# British living in France move to Spain



## Angela Marsden (Feb 19, 2021)

Hi all, my question is: I am British living in France for the past 8 years. I have a 10 year Titre De Sejour. I am looking to move to Spain for the next 12 month. Would this be possible ? My opinion is because I am moving within the Schengen area my current card will be acceptable. Thank you and look forward to your responce


----------



## Joppa (Sep 7, 2009)

Don't quote me on it, but because of Brexit, all residency rights for British citizens have been regraded according to the withdrawal agreement. While previously you had freedom of movement within EU, and for those with permanent residency the right to export it to another EU state (except Denmark and Ireland, which have opt-outs), this is no longer the case. So in your case you cannot move to Spain on the strength of your permanent residency in France.


----------



## Alcalaina (Aug 6, 2010)

Unfortunately as a British citizen you will have to start from scratch in Spain (or any other member state) and meet the financial criteria for non-EU nationals applying for residency. You can only come to Spain as a visitor, for 90 days in any six-month period.


----------



## xabiaxica (Jun 23, 2009)

Angela Marsden said:


> Hi all, my question is: I am British living in France for the past 8 years. I have a 10 year Titre De Sejour. I am looking to move to Spain for the next 12 month. Would this be possible ? My opinion is because I am moving within the Schengen area my current card will be acceptable.
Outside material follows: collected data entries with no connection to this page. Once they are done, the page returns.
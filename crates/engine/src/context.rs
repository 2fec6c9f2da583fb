//! Request Context
//!
//! Per-inbound-request state: the identity of the call, its deadline and
//! cancellation flag, and the ledger of data reads a proof program has
//! registered so far. The context is exclusively owned by the task driving
//! the request; completed reads replay from the ledger so the program's
//! state function stays idempotent.

use crate::error::GatewayError;
use crate::request::{DataRequest, Fingerprint};
use serde_json::Value;
use std::collections::HashMap;
use std::sync::atomic::{AtomicBool, AtomicU64, Ordering};
use std::sync::Arc;
use std::time::{Duration, Instant};

static NEXT_TRACE: AtomicU64 = AtomicU64::new(1);

/// Cooperative cancellation flag, cloned to whoever watches the client
/// connection.
#[derive(Debug, Clone, Default)]
pub struct CancelToken(Arc<AtomicBool>);

impl CancelToken {
    #[must_use]
    pub fn new() -> Self {
        Self::default()
    }

    pub fn cancel(&self) {
        self.0.store(true, Ordering::Relaxed);
    }

    #[must_use]
    pub fn is_cancelled(&self) -> bool {
        self.0.load(Ordering::Relaxed)
    }
}

/// State of one registered read.
#[derive(Debug)]
struct ReadSlot {
    request: DataRequest,
    result: Option<Result<Vec<u8>, GatewayError>>,
    /// Runner-level re-arms consumed by retry-or-fatal.
    rearms: u32,
}

/// Per-request context handed to the proof program on every step.
pub struct ProofContext {
    pub method: String,
    pub params: Value,
    pub chain_id: u64,
    pub trace_id: u64,
    pub started: Instant,
    deadline: Instant,
    cancel: CancelToken,
    reads: HashMap<Fingerprint, ReadSlot>,
    /// Fingerprints registered but not yet resolved, in registration order.
    pending: Vec<Fingerprint>,
    error: Option<GatewayError>,
    sync_transition: Option<(u64, u64)>,
}

impl ProofContext {
    #[must_use]
    pub fn new(
        method: impl Into<String>,
        params: Value,
        chain_id: u64,
        deadline: Duration,
        cancel: CancelToken,
    ) -> Self {
        Self {
            method: method.into(),
            params,
            chain_id,
            trace_id: NEXT_TRACE.fetch_add(1, Ordering::Relaxed),
            started: Instant::now(),
            deadline: Instant::now() + deadline,
            cancel,
            reads: HashMap::new(),
            pending: Vec::new(),
            error: None,
            sync_transition: None,
        }
    }

    /// Ask for a read. Returns the completed result if the read already
    /// resolved; otherwise registers it (once) and returns `None`, which the
    /// program answers by returning `Pending` from this step.
    pub fn require(&mut self, dr: &DataRequest) -> Option<Result<Vec<u8>, GatewayError>> {
        let fp = dr.fingerprint();
        if let Some(slot) = self.reads.get(&fp) {
            return slot.result.clone();
        }
        self.reads.insert(
            fp,
            ReadSlot {
                request: dr.clone(),
                result: None,
                rearms: 0,
            },
        );
        self.pending.push(fp);
        None
    }

    /// First-writer-wins error slot.
    pub fn set_error(&mut self, error: GatewayError) {
        self.error.get_or_insert(error);
    }

    #[must_use]
    pub fn error(&self) -> Option<&GatewayError> {
        self.error.as_ref()
    }

    /// Flag that verification needs committee periods `from..to` before this
    /// request can proceed.
    pub fn request_sync_transition(&mut self, from: u64, to: u64) {
        self.sync_transition = Some((from, to));
    }

    #[must_use]
    pub fn is_cancelled(&self) -> bool {
        self.cancel.is_cancelled()
    }

    #[must_use]
    pub fn deadline(&self) -> Instant {
        self.deadline
    }

    #[must_use]
    pub fn deadline_exceeded(&self) -> bool {
        Instant::now() >= self.deadline
    }

    // --- runner-side accessors ---

    pub(crate) fn take_sync_transition(&mut self) -> Option<(u64, u64)> {
        self.sync_transition.take()
    }

    /// Drain the descriptors awaiting dispatch. Runner-side.
    pub fn take_pending(&mut self) -> Vec<DataRequest> {
        let fps = std::mem::take(&mut self.pending);
        fps.iter()
            .filter_map(|fp| self.reads.get(fp).map(|s| s.request.clone()))
            .collect()
    }

    /// Record a read's outcome. Runner-side.
    pub fn store_result(&mut self, fp: Fingerprint, result: Result<Vec<u8>, GatewayError>) {
        if let Some(slot) = self.reads.get_mut(&fp) {
            slot.result = Some(result);
        }
    }

    /// Failed reads eligible for another dispatch round.
    pub(crate) fn retryable_failures(&self, max_rearms: u32) -> Vec<Fingerprint> {
        self.reads
            .iter()
            .filter(|(_, slot)| {
                slot.rearms < max_rearms
                    && slot
                        .result
                        .as_ref()
                        .is_some_and(|r| r.as_ref().is_err_and(GatewayError::is_retryable))
            })
            .map(|(fp, _)| *fp)
            .collect()
    }

    /// Any failure at all, for surfacing when retry is off the table.
    pub(crate) fn first_failure(&self) -> Option<GatewayError> {
        self.reads
            .values()
            .find_map(|slot| match &slot.result {
                Some(Err(e)) => Some(e.clone()),
                _ => None,
            })
    }

    /// Clear a failed read and queue it for re-dispatch.
    pub(crate) fn rearm(&mut self, fp: Fingerprint) {
        if let Some(slot) = self.reads.get_mut(&fp) {
            slot.rearms += 1;
            slot.result = None;
            self.pending.push(fp);
        }
    }

    #[must_use]
    pub fn read_count(&self) -> usize {
        self.reads.len()
    }
}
Thank you and look forward to your responce


The WA only affords us the right to continue to live in the country in which we legally resided at the end of 2020. If you wish to move to another EU country you have to start from scratch & apply for a resident visa from the nearest Spanish Consulate - wherever that is in France, in your case.


----------



## alpinist (Feb 8, 2009)

Angela Marsden said:


> Hi all, my question is: I am British living in France for the past 8 years. I have a 10 year Titre De Sejour. I am looking to move to Spain for the next 12 month.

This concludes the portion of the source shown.